The first thing an editor must do in the face of a write-in campaign is figure out where the e-mail is coming from. Fortunately, one of the first people to write in, frothing with rage, handily linked to one source of their displeasure: a story published on the conservative news site World Net Daily titled “Webster’s Dictionary Redefines ‘Marriage.’” The article began, “One of the nation’s most prominent dictionary companies has resolved the argument over whether the term ‘marriage’ should apply to same-sex duos or be reserved for the institution that has held families together for millennia: by simply writing a new definition.”
I carefully scooted my keyboard and coffee cup to one side and then placed my head on my desk and groaned. No, no, no: we were not involved in this cultural argument. Leave the dictionary be.
The article included a one-minute video that, from the get-go, makes it clear that this was not just about recording a word’s use for some folks. Over ominous music, the question appears: “What do you do if the dictionary does not support your definition of a word?” I knew where this was going—straight to Panictown. The video flashed some various definitions of “marriage” on-screen to make its point: that marriage has been described as “permanent” and between a man and a woman.
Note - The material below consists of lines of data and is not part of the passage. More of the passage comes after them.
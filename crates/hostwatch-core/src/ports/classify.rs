//! Local-versus-foreign address classification.
//!
//! Local means loopback, RFC 1918 private, or link-local. Anything else,
//! including strings that do not parse as an address, counts as foreign.

use std::net::{IpAddr, Ipv4Addr, Ipv6Addr};

/// Whether `address` falls in a local range.
///
/// Accepts a bare IPv4 or IPv6 address with no port. Surrounding brackets
/// and a `%zone` suffix are ignored. IPv4-mapped IPv6 addresses are judged
/// by the embedded IPv4 address.
pub fn is_local(address: &str) -> bool {
    parse_host(address).is_some_and(is_local_ip)
}

pub fn is_local_ip(ip: IpAddr) -> bool {
    match ip {
        IpAddr::V4(v4) => is_local_v4(v4),
        IpAddr::V6(v6) => match v6.to_ipv4_mapped() {
            Some(v4) => is_local_v4(v4),
            None => is_local_v6(v6),
        },
    }
}

/// Foreign flag for a peer: present and not local.
pub fn is_foreign_peer(remote: Option<&str>) -> bool {
    remote.is_some_and(|addr| !is_local(addr))
}

fn is_local_v4(ip: Ipv4Addr) -> bool {
    ip.is_loopback() || ip.is_private() || ip.is_link_local()
}

fn is_local_v6(ip: Ipv6Addr) -> bool {
    // fe80::/10
    ip.is_loopback() || (ip.segments()[0] & 0xffc0) == 0xfe80
}

/// Parse a host token as printed by `ss`/`netstat`.
pub(crate) fn parse_host(raw: &str) -> Option<IpAddr> {
    let host = raw.trim();
    let host = host.strip_prefix('[').unwrap_or(host);
    let host = host.strip_suffix(']').unwrap_or(host);
    let host = match host.split_once('%') {
        Some((addr, _zone)) => addr,
        None => host,
    };
    host.parse().ok()
}

#[cfg(test)]
mod tests {
    use super::*;

    #[test]
    fn local_ranges() {
        for addr in [
            "127.0.0.1",
            "127.8.9.10",
            "192.168.1.5",
            "10.0.0.1",
            "172.16.0.1",
            "172.20.0.1",
            "172.31.255.254",
            "169.254.10.1",
            "::1",
            "fe80::1",
            "febf::1",
        ] {
            assert!(is_local(addr), "{addr} should be local");
        }
    }

    #[test]
    fn foreign_addresses() {
        for addr in [
            "8.8.8.8",
            "203.0.113.5",
            "172.32.0.1",
            "172.15.255.255",
            "2001:db8::1",
            "fec0::1",
            "0.0.0.0",
        ] {
            assert!(!is_local(addr), "{addr} should be foreign");
        }
    }

    #[test]
    fn ipv4_mapped_uses_embedded_address() {
        assert!(is_local("::ffff:127.0.0.1"));
        assert!(is_local("::ffff:192.168.0.7"));
        assert!(!is_local("::ffff:8.8.4.4"));
    }

    #[test]
    fn brackets_and_zone_are_ignored() {
        assert!(is_local("[::1]"));
        assert!(is_local("fe80::1%eth0"));
        assert!(is_local("[fe80::a00:27ff:fe4e:66a1%enp0s3]"));
        assert!(!is_local("[2001:db8::2]"));
    }

    #[test]
    fn unparseable_is_foreign() {
        assert!(!is_local(""));
        assert!(!is_local("*"));
        assert!(!is_local("localhost"));
        assert!(!is_local("300.1.1.1"));
        assert!(is_foreign_peer(Some("garbage")));
    }

    #[test]
    fn absent_peer_is_not_foreign() {
        assert!(!is_foreign_peer(None));
        assert!(!is_foreign_peer(Some("10.1.2.3")));
        assert!(is_foreign_peer(Some("1.1.1.1")));
    }
}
Then it showed the new definition we had added in 2003, and suggested that we changed the definition of “marriage” because we didn’t agree with what the institution of marriage was: permanent and between one man and one woman. The definition faded to black, and the video ended with a giant “WAKE UP!” which grew until it swallowed the screen.
Reluctantly, I clicked back to the article. It went on to note that a dictionary from 1913 made no mention of same-sex marriage and, in fact, offered biblical support for marriage. At this, I began cackling, desperately. Of course one of our dictionaries from 19135 didn’t mention same-sex marriage: it wasn’t a common use of the word “marriage” back then! And of course it offered example sentences from the Bible. If you were literate in the United States during that time period, you were likely familiar with the Bible, because it was one of the few books that even the poorest families had on their shelves, and so was used didactically in educational settings.
The article claimed we refused to comment—“Hey, that’s a lie, I have to respond to everything that comes in!” I yelled at the computer—but noted that an editor denied any agenda to a World Net Daily reader.
Upon reading this, my stomach slid into my shoes and tried to hide under the desk. I bet I knew that editor:
“We often hear from people who believe that we are promoting—or perhaps failing to promote—a particular social or political agenda when we make choices about what words to include in the dictionary and how those words should be defined,” associate editor Kory Stamper wrote in response.
“We hear such criticism from all parts of the political spectrum. We’re genuinely sorry when an entry in—or an omission from—one of our dictionaries is found to be offensive or upsetting, but we can’t allow such considerations to deflect us from our primary job as lexicographers.”
Stamper justified the redefinition, too. “In recent years, this new sense of ‘marriage’ has appeared frequently and consistently throughout a broad spectrum of carefully edited publications, and is often used in phrases such as ‘same-sex marriage’ and ‘gay marriage’ by proponents and opponents alike. Its inclusion was a simple matter of providing our readers with accurate information about all of the word’s current uses,” Stamper wrote.
I took a deep breath, and began searching through my e-mail replies while half of my brain ran circles around my head, screaming in terror. I found the very lengthy response I had sent months earlier to a reader and compared it with what had been quoted in the article. Yes, that was exactly what I had written. They had quoted a big middle chunk of my reply without altering it. I exhaled, and only then did I realize I had been holding my breath.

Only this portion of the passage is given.